If you’re developing a computer game where the plot is your competitive advantage, it’s OK to use a third party 3D library. But if cool 3D effects are going to be your distinguishing feature, you had better roll your own.

This makes a lot of sense. My sorting algorithm is unlikely to provide me with a competitive edge, but something else might, even if it’s not particularly novel.

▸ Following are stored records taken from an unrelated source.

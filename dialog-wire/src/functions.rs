//! RPC functions. Each request type names its method path and the response
//! type the server answers with.

use crate::RemoteCall;

pub mod messaging {
    use crate::enums::{ListLoadMode, UpdateOptimization};
    use crate::types::{MessageContent, OutPeer, ResponseLoadHistory, ResponseSeqDateMid, ResponseVoid};

    wire_struct! {
        /// Send a message to `peer`. `rid` deduplicates retransmissions.
        pub struct SendMessage = 0x3b5e0c21 {
            pub peer:             OutPeer,
            pub rid:              i64,
            pub message:          MessageContent,
            /// When set, the message is visible only to this user.
            pub is_only_for_user: Option<i32>,
        }
    }

    impl super::RemoteCall for SendMessage {
        type Return = ResponseSeqDateMid;
        const METHOD: &'static str = "/dialog.Messaging/SendMessage";
    }

    wire_struct! {
        /// Load a page of history around `date`.
        pub struct LoadHistory = 0x1d4f8a93 {
            pub peer:          OutPeer,
            pub date:          i64,
            pub load_mode:     ListLoadMode,
            pub limit:         i32,
            pub optimizations: Vec<UpdateOptimization>,
        }
    }

    impl super::RemoteCall for LoadHistory {
        type Return = ResponseLoadHistory;
        const METHOD: &'static str = "/dialog.Messaging/LoadHistory";
    }

    wire_struct! {
        /// Mark every message in `peer` up to `date` as read.
        pub struct MessageRead = 0x52c7e3f8 {
            pub peer: OutPeer,
            pub date: i64,
        }
    }

    impl super::RemoteCall for MessageRead {
        type Return = ResponseVoid;
        const METHOD: &'static str = "/dialog.Messaging/MessageRead";
    }
}

pub mod media_and_files {
    use crate::types::{FileLocation, ResponseGetFileUrl};

    wire_struct! {
        /// Ask for a time-limited download URL for `file`.
        pub struct GetFileUrl = 0x6d83b2a5 {
            pub file: FileLocation,
        }
    }

    impl super::RemoteCall for GetFileUrl {
        type Return = ResponseGetFileUrl;
        const METHOD: &'static str = "/dialog.MediaAndFiles/GetFileUrl";
    }
}
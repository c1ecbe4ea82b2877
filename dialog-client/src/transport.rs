//! The channel abstraction the gateway calls through, and the inbound update
//! stream a transport feeds.

use std::time::Duration;

use async_trait::async_trait;
use dialog_wire::enums;
use tokio::sync::mpsc;

use crate::{InvocationError, auth::AccessToken};

// ─── Outgoing calls ───────────────────────────────────────────────────────────

/// Per-call metadata attached by the gateway.
#[derive(Clone, Debug)]
pub struct CallMetadata {
    /// Token the call is authenticated with.
    pub authorization: AccessToken,
    /// Maximum time the caller will wait; transports may forward it to the
    /// server so it can give up early too.
    pub timeout: Duration,
}

/// A serialized unary call, ready for the wire.
#[derive(Clone, Debug)]
pub struct RawCall {
    /// Method path, e.g. `/dialog.Messaging/SendMessage`.
    pub method:   &'static str,
    pub metadata: CallMetadata,
    /// Serialized request body.
    pub body:     Vec<u8>,
}

/// A live RPC channel.
///
/// Implementations own connection management; the client only issues calls
/// and never asks the channel to reconnect. Failures reported by the remote
/// side should be returned through [`InvocationError::from_status`] so they
/// are classified consistently.
#[async_trait]
pub trait Channel: Send + Sync {
    /// Perform one unary call and return the raw response body.
    async fn unary(&self, call: RawCall) -> Result<Vec<u8>, InvocationError>;
}

// ─── Inbound updates ──────────────────────────────────────────────────────────

/// Sending half of an [`UpdateStream`], held by the transport.
pub type UpdateSender = mpsc::UnboundedSender<enums::Update>;

/// Asynchronous stream of raw server-pushed updates.
pub struct UpdateStream {
    rx: mpsc::UnboundedReceiver<enums::Update>,
}

impl UpdateStream {
    /// Create a connected sender/stream pair.
    pub fn channel() -> (UpdateSender, Self) {
        let (tx, rx) = mpsc::unbounded_channel();
        (tx, Self { rx })
    }

    /// Wait for the next update. Returns `None` once the transport is gone.
    pub async fn next(&mut self) -> Option<enums::Update> {
        self.rx.recv().await
    }
}
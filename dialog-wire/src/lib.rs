//! Wire schema and binary codec for the Dialog bot RPC protocol.
//!
//! # Overview
//!
//! | Module        | Contents                                                   |
//! |---------------|------------------------------------------------------------|
//! | [`types`]     | Bare schema types as `struct`s                             |
//! | [`functions`] | RPC requests as `struct`s implementing [`RemoteCall`]      |
//! | [`enums`]     | Value enums and boxed sum types (updates, transport frames)|
//!
//! # Raw usage
//!
//! ```rust
//! use dialog_wire::{Deserializable, Serializable, enums::PeerType, functions, types};
//!
//! let req = functions::messaging::MessageRead {
//!     peer: types::OutPeer { kind: PeerType::Private, id: 42, access_hash: 7 },
//!     date: 1_700_000_000_000,
//! };
//!
//! let bytes = req.to_bytes();
//! assert_eq!(functions::messaging::MessageRead::from_bytes(&bytes).unwrap(), req);
//! ```

#![deny(unsafe_code)]

#[macro_use]
mod macros;

pub mod deserialize;
pub mod enums;
pub mod functions;
pub mod serialize;
pub mod types;

pub use deserialize::{Cursor, Deserializable};
pub use serialize::Serializable;

/// `boolTrue` constructor.
pub(crate) const BOOL_TRUE: u32 = 0x997275b5;
/// `boolFalse` constructor.
pub(crate) const BOOL_FALSE: u32 = 0xbc799737;
/// Boxed vector header.
pub(crate) const VECTOR_ID: u32 = 0x1cb5c415;

// ─── Core traits ──────────────────────────────────────────────────────────────

/// Every schema type has a unique 32-bit constructor ID.
pub trait Identifiable {
    /// The constructor ID of this type.
    const CONSTRUCTOR_ID: u32;
}

/// Marks a request type that can be sent as a unary RPC call.
///
/// `Return` is the type the server responds with.
pub trait RemoteCall: Serializable {
    /// The deserialized response type.
    type Return: Deserializable;
    /// Fully qualified method path, e.g. `/dialog.Messaging/SendMessage`.
    const METHOD: &'static str;
}
//! Outgoing messaging operations.
//!
//! Every operation builds its request synchronously from the arguments and
//! hands it to the [`Gateway`](crate::Gateway); nothing is awaited before the
//! call is issued. The returned [`Pending`] can be awaited, cancelled or
//! simply dropped.

use std::sync::atomic::{AtomicI64, Ordering};

use chrono::Utc;
use dialog_wire::enums::UpdateOptimization;
use dialog_wire::functions::{media_and_files, messaging};
use dialog_wire::types::{self, MessageContent};
use uuid::Uuid;

use crate::media::{DocumentContent, FileLocation, FileUrl, Media};
use crate::message::{Direction, Message};
use crate::peer::Peer;
use crate::{Client, InvocationError, Pending};

/// Server-side optimisations requested with every history load.
pub const OPTIMIZATIONS: [UpdateOptimization; 2] =
    [UpdateOptimization::StripEntities, UpdateOptimization::GroupsV2];

static LAST_RID: AtomicI64 = AtomicI64::new(0);

/// A fresh request id: the current Unix time in milliseconds, bumped past the
/// previous id when several are issued within the same millisecond.
///
/// Strictly increasing within the process.
pub fn unique_rid() -> i64 {
    let now = Utc::now().timestamp_millis();
    let mut last = LAST_RID.load(Ordering::Relaxed);
    loop {
        let next = if now > last { now } else { last + 1 };
        match LAST_RID.compare_exchange_weak(last, next, Ordering::Relaxed, Ordering::Relaxed) {
            Ok(_) => return next,
            Err(actual) => last = actual,
        }
    }
}

impl Client {
    // ── Sending ────────────────────────────────────────────────────────────

    /// Send raw message content to `peer`.
    ///
    /// With `only_for` set, the message is visible only to that user.
    /// Resolves to the id the server assigned to the message.
    pub fn send(&self, peer: &Peer, message: MessageContent, only_for: Option<i32>) -> Pending<Uuid> {
        let request = messaging::SendMessage {
            peer: peer.to_out_peer(),
            rid: unique_rid(),
            message,
            is_only_for_user: only_for,
        };
        self.gateway.invoke(request, |r| Uuid::from(r.mid))
    }

    pub fn send_text(&self, peer: &Peer, text: impl Into<String>, only_for: Option<i32>) -> Pending<Uuid> {
        self.send(peer, MessageContent::text(text), only_for)
    }

    /// Send attachments in the given order, without a caption.
    ///
    /// Fails immediately with [`InvocationError::InvalidArgument`] when
    /// `items` is empty.
    pub fn send_media(
        &self,
        peer: &Peer,
        items: &[Media],
        only_for: Option<i32>,
    ) -> Result<Pending<Uuid>, InvocationError> {
        if items.is_empty() {
            return Err(InvocationError::InvalidArgument("send_media needs at least one attachment".into()));
        }
        let message = MessageContent {
            text_message: Some(types::TextMessage {
                text:     String::new(),
                mentions: Vec::new(),
                media:    items.iter().map(Media::to_wire).collect(),
            }),
            ..Default::default()
        };
        Ok(self.send(peer, message, only_for))
    }

    pub fn send_document(
        &self,
        peer: &Peer,
        document: &DocumentContent,
        only_for: Option<i32>,
    ) -> Pending<Uuid> {
        let message = MessageContent {
            document_message: Some(document.to_wire()),
            ..Default::default()
        };
        self.send(peer, message, only_for)
    }

    // ── Files ──────────────────────────────────────────────────────────────

    /// A download URL for `file`, valid for the returned timeout.
    pub fn get_file_url(&self, file: &FileLocation) -> Pending<FileUrl> {
        let request = media_and_files::GetFileUrl { file: file.to_wire() };
        self.gateway.invoke(request, FileUrl::from)
    }

    pub fn get_file_url_parts(&self, file_id: i64, access_hash: i64) -> Pending<FileUrl> {
        self.get_file_url(&FileLocation::new(file_id, access_hash))
    }

    // ── History ────────────────────────────────────────────────────────────

    /// Load up to `limit` messages around `date`, walking in `direction`.
    ///
    /// Messages are mapped exactly like inbound ones. Fails immediately with
    /// [`InvocationError::InvalidArgument`] when `limit` is not positive.
    pub fn load(
        &self,
        peer: &Peer,
        date: i64,
        limit: i32,
        direction: Direction,
    ) -> Result<Pending<Vec<Message>>, InvocationError> {
        if limit <= 0 {
            return Err(InvocationError::InvalidArgument(format!("load limit must be positive, got {limit}")));
        }
        let request = messaging::LoadHistory {
            peer: peer.to_out_peer(),
            date,
            load_mode: direction.load_mode(),
            limit,
            optimizations: OPTIMIZATIONS.to_vec(),
        };
        let limit = limit as usize;
        Ok(self.gateway.invoke(request, move |r| {
            r.history.iter().take(limit).map(Message::from).collect()
        }))
    }

    /// Mark everything in `peer` up to `date` as read.
    pub fn read(&self, peer: &Peer, date: i64) -> Pending<()> {
        let request = messaging::MessageRead { peer: peer.to_out_peer(), date };
        self.gateway.invoke(request, |_| ())
    }
}

#[cfg(test)]
mod tests {
    use super::*;

    #[test]
    fn rids_strictly_increase() {
        let ids: Vec<i64> = (0..1_000).map(|_| unique_rid()).collect();
        assert!(ids.windows(2).all(|w| w[0] < w[1]));
    }

    #[test]
    fn rids_are_near_wall_clock() {
        let before = Utc::now().timestamp_millis();
        assert!(unique_rid() >= before);
    }
}
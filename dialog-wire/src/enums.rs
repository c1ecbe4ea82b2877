//! Closed value enums and boxed sum types.
//!
//! Boxed types are written as the constructor ID of the active variant
//! followed by its bare body.

use crate::deserialize::{Buffer, Error, Result};
use crate::{Deserializable, Identifiable, Serializable, types};

// ─── Value enums ──────────────────────────────────────────────────────────────

wire_enum! {
    /// Kind of conversation a peer denotes.
    pub enum PeerType {
        Private = 1,
        Group   = 2,
        Channel = 3,
    }
}

wire_enum! {
    /// Order in which a history page is collected around the cursor date.
    pub enum ListLoadMode {
        Forward  = 1,
        Backward = 2,
        Both     = 3,
    }
}

wire_enum! {
    /// Response-shaping hints a client may request.
    pub enum UpdateOptimization {
        StripEntities = 1,
        GroupsV2      = 2,
    }
}

// ─── Update ───────────────────────────────────────────────────────────────────

/// A server-pushed update.
#[derive(Clone, Debug, PartialEq)]
pub enum Update {
    Message(types::UpdateMessage),
    MessageRead(types::UpdateMessageRead),
    Typing(types::UpdateTyping),
}

impl Update {
    /// Constructor ID of the active variant.
    pub fn constructor_id(&self) -> u32 {
        match self {
            Self::Message(_)     => types::UpdateMessage::CONSTRUCTOR_ID,
            Self::MessageRead(_) => types::UpdateMessageRead::CONSTRUCTOR_ID,
            Self::Typing(_)      => types::UpdateTyping::CONSTRUCTOR_ID,
        }
    }

    /// Short human-readable kind, for logs.
    pub fn kind(&self) -> &'static str {
        match self {
            Self::Message(_)     => "message",
            Self::MessageRead(_) => "message_read",
            Self::Typing(_)      => "typing",
        }
    }
}

impl Serializable for Update {
    fn serialize(&self, buf: &mut impl Extend<u8>) {
        self.constructor_id().serialize(buf);
        match self {
            Self::Message(u)     => u.serialize(buf),
            Self::MessageRead(u) => u.serialize(buf),
            Self::Typing(u)      => u.serialize(buf),
        }
    }
}

impl Deserializable for Update {
    fn deserialize(buf: Buffer) -> Result<Self> {
        match u32::deserialize(buf)? {
            types::UpdateMessage::CONSTRUCTOR_ID => {
                types::UpdateMessage::deserialize(buf).map(Self::Message)
            }
            types::UpdateMessageRead::CONSTRUCTOR_ID => {
                types::UpdateMessageRead::deserialize(buf).map(Self::MessageRead)
            }
            types::UpdateTyping::CONSTRUCTOR_ID => {
                types::UpdateTyping::deserialize(buf).map(Self::Typing)
            }
            id => Err(Error::UnexpectedConstructor { id }),
        }
    }
}

// ─── Frame ────────────────────────────────────────────────────────────────────

/// One transport frame exchanged over a framed connection.
#[derive(Clone, Debug, PartialEq)]
pub enum Frame {
    Call(types::RpcCall),
    Result(types::RpcResult),
    Failure(types::RpcFailure),
    Updates(types::UpdateBatch),
}

impl Serializable for Frame {
    fn serialize(&self, buf: &mut impl Extend<u8>) {
        match self {
            Self::Call(f) => {
                types::RpcCall::CONSTRUCTOR_ID.serialize(buf);
                f.serialize(buf);
            }
            Self::Result(f) => {
                types::RpcResult::CONSTRUCTOR_ID.serialize(buf);
                f.serialize(buf);
            }
            Self::Failure(f) => {
                types::RpcFailure::CONSTRUCTOR_ID.serialize(buf);
                f.serialize(buf);
            }
            Self::Updates(f) => {
                types::UpdateBatch::CONSTRUCTOR_ID.serialize(buf);
                f.serialize(buf);
            }
        }
    }
}

impl Deserializable for Frame {
    fn deserialize(buf: Buffer) -> Result<Self> {
        match u32::deserialize(buf)? {
            types::RpcCall::CONSTRUCTOR_ID     => types::RpcCall::deserialize(buf).map(Self::Call),
            types::RpcResult::CONSTRUCTOR_ID   => types::RpcResult::deserialize(buf).map(Self::Result),
            types::RpcFailure::CONSTRUCTOR_ID  => types::RpcFailure::deserialize(buf).map(Self::Failure),
            types::UpdateBatch::CONSTRUCTOR_ID => types::UpdateBatch::deserialize(buf).map(Self::Updates),
            id => Err(Error::UnexpectedConstructor { id }),
        }
    }
}
//! Authenticated, deadline-bounded RPC calls.
//!
//! Every outgoing operation goes through [`Gateway::invoke`], which applies
//! the same fixed steps regardless of the request type: fetch the current
//! access token, attach it together with the deadline, run the call under
//! that deadline, decode the response, and hand it to the caller's mapping
//! closure. The whole sequence runs as one task on the designated executor,
//! so callers must not assume the result is produced on their own thread.

use std::future::Future;
use std::pin::Pin;
use std::sync::Arc;
use std::task::{Context, Poll};
use std::time::Duration;

use dialog_wire::{Deserializable, RemoteCall};
use tokio::runtime::Handle;
use tokio::task::JoinHandle;
use tokio_util::sync::CancellationToken;

use crate::InvocationError;
use crate::auth::TokenProvider;
use crate::transport::{CallMetadata, Channel, RawCall};

/// Deadline applied to every call unless configured otherwise.
pub const DEFAULT_DEADLINE: Duration = Duration::from_secs(120);

// ─── Pending ──────────────────────────────────────────────────────────────────

/// The result of a call that is already in flight.
///
/// Await it to get the value. [`Pending::cancel`] abandons the call and makes
/// it resolve to [`InvocationError::Cancelled`]. Dropping a `Pending` without
/// awaiting it detaches the call: it still runs to completion.
#[must_use = "a Pending does nothing observable unless awaited or detached"]
pub struct Pending<T> {
    task:   JoinHandle<Result<T, InvocationError>>,
    cancel: CancellationToken,
}

impl<T> Pending<T> {
    /// Abandon the call. Best-effort: a response already received is dropped.
    pub fn cancel(&self) {
        self.cancel.cancel();
    }

    /// A token that cancels this call when triggered, for wiring into other
    /// cancellation scopes.
    pub fn cancellation_token(&self) -> CancellationToken {
        self.cancel.clone()
    }

    /// Let the call run without waiting for it.
    pub fn detach(self) {}
}

impl<T> Future for Pending<T> {
    type Output = Result<T, InvocationError>;

    fn poll(mut self: Pin<&mut Self>, cx: &mut Context<'_>) -> Poll<Self::Output> {
        match Pin::new(&mut self.task).poll(cx) {
            Poll::Ready(Ok(result)) => Poll::Ready(result),
            Poll::Ready(Err(e)) if e.is_cancelled() => Poll::Ready(Err(InvocationError::Cancelled)),
            Poll::Ready(Err(e)) => {
                tracing::error!("[dialog] call task failed: {e}");
                Poll::Ready(Err(InvocationError::Dropped))
            }
            Poll::Pending => Poll::Pending,
        }
    }
}

// ─── Gateway ──────────────────────────────────────────────────────────────────

/// Shared, read-only call context: one channel and one token source per bot.
#[derive(Clone)]
pub struct Gateway {
    channel:  Arc<dyn Channel>,
    tokens:   Arc<dyn TokenProvider>,
    deadline: Duration,
    executor: Handle,
}

impl Gateway {
    pub fn new(
        channel:  Arc<dyn Channel>,
        tokens:   Arc<dyn TokenProvider>,
        deadline: Duration,
        executor: Handle,
    ) -> Self {
        Self { channel, tokens, deadline, executor }
    }

    /// The deadline applied to each call.
    pub fn deadline(&self) -> Duration { self.deadline }

    /// A copy of this gateway with a different deadline.
    pub fn with_deadline(&self, deadline: Duration) -> Self {
        Self { deadline, ..self.clone() }
    }

    /// Start `request` and return its pending result, reshaped by `map`.
    ///
    /// Returns immediately; nothing blocks the calling thread.
    pub fn invoke<R, T, F>(&self, request: R, map: F) -> Pending<T>
    where
        R: RemoteCall + Send + 'static,
        R::Return: Send,
        T: Send + 'static,
        F: FnOnce(R::Return) -> T + Send + 'static,
    {
        let cancel = CancellationToken::new();
        let gateway = self.clone();
        let token = cancel.clone();
        let task = self.executor.spawn(async move {
            gateway.call(request, token).await.map(map)
        });
        Pending { task, cancel }
    }

    async fn call<R: RemoteCall>(
        &self,
        request: R,
        cancel:  CancellationToken,
    ) -> Result<R::Return, InvocationError> {
        let authorization = self.tokens.access_token()?;
        let raw = RawCall {
            method:   R::METHOD,
            metadata: CallMetadata { authorization, timeout: self.deadline },
            body:     request.to_bytes(),
        };

        tracing::debug!("[dialog] → {} ({} bytes)", R::METHOD, raw.body.len());
        let in_flight = tokio::time::timeout(self.deadline, self.channel.unary(raw));

        let body = tokio::select! {
            biased;
            _ = cancel.cancelled() => {
                tracing::debug!("[dialog] {} cancelled by caller", R::METHOD);
                return Err(InvocationError::Cancelled);
            }
            outcome = in_flight => match outcome {
                Ok(Err(InvocationError::DeadlineExceeded(_))) => {
                    tracing::debug!("[dialog] {} expired on the server", R::METHOD);
                    return Err(InvocationError::DeadlineExceeded(self.deadline));
                }
                Ok(result) => result?,
                Err(_elapsed) => {
                    tracing::debug!("[dialog] {} timed out after {:?}", R::METHOD, self.deadline);
                    return Err(InvocationError::DeadlineExceeded(self.deadline));
                }
            },
        };

        tracing::debug!("[dialog] ← {} ({} bytes)", R::METHOD, body.len());
        R::Return::from_bytes(&body).map_err(Into::into)
    }
}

So in some situations, homegrown is justifiable, but that’s not always the case. Redis’ competitive advantage is its predictably low latencies and data structures. Does it make sense for it to implement its own clustering and leader election protocols? Maybe, but this is where NIH can bite you. If what you’re doing is important and there’s precedent, lean on existing research and solutions. Most would argue write safety is important, and there is certainly precedent for leader election. Why not leverage that work? Things like Raft, Paxos, and Zab provide solutions which are proven using formal methods and are peer reviewed. That doesn’t mean new solutions can’t be developed, but they generally require model checking and further scrutiny to ensure correctness. Otherwise, you’ll inevitably run into problems. Implementing our own solutions can provide valuable insight, but leave them at home if they’re not rigorously approached. Rolling your own and calling it “good enough” is dishonest to your users if it’s not properly communicated.

Elasticsearch is another interesting case to look at. You might say Elasticsearch’s competitive advantage is its full-text search engine, but it’s not. Like Solr, it’s built on Lucene. Elasticsearch was designed from the ground-up to be distributed. This is what gives it a leg up over Solr and other similar search servers where horizontal scaling and fault tolerance were essentially tacked on. In a way, this resembles what happened with Redis, where failover and clustering were introduced as an afterthought. However, unlike Redis, which chose to implement its own failover coordination and cluster-membership protocol, Solr opted to use ZooKeeper as an external coordinator.

We see that Elasticsearch’s core advantage is its distributed nature. Following that notion, it makes sense for it to own that coordination, which is why its designers chose to implement their own internal cluster membership, ZenDisco. But it turns out writing cluster-membership protocols is really fucking hard, and unless you’ve written proofs for it, you probably shouldn’t do it at all. The analogy here would be writing your own encryption algorithm—there’s tons of institutional knowledge which has laid the groundwork for solutions which are well-researched and well-understood. That knowledge should be embraced in situations like this.

I don’t mean to pick on Redis and Elasticsearch. They’re both excellent systems, but they serve as good examples for this discussion. The problem is that users of these systems tend to overlook the issues exposed by this mentality. Frankly, few people would know problems exist unless they are clearly documented by vendors (and not sales people) and even then, how many people actually read the docs cover-to-cover? It’s essential we know a system’s shortcomings and edge cases so we can recognize which situations to apply it and, more important, which we should not.

You don’t have to rely on an existing third-party library or service. Believe it or not, this isn’t a sales pitch for ZooKeeper. If it’s a core business function, it probably makes sense to build it yourself as Joel describes. What doesn’t make sense, however, is to build out whatever that is without being cognizant of conventional wisdom. I’m amazed at how often people are willing to throw away institutional knowledge, either because they don’t seek it out or they think they can do better (without formal verification). If I have seen further, it is by standing on the shoulders of giants.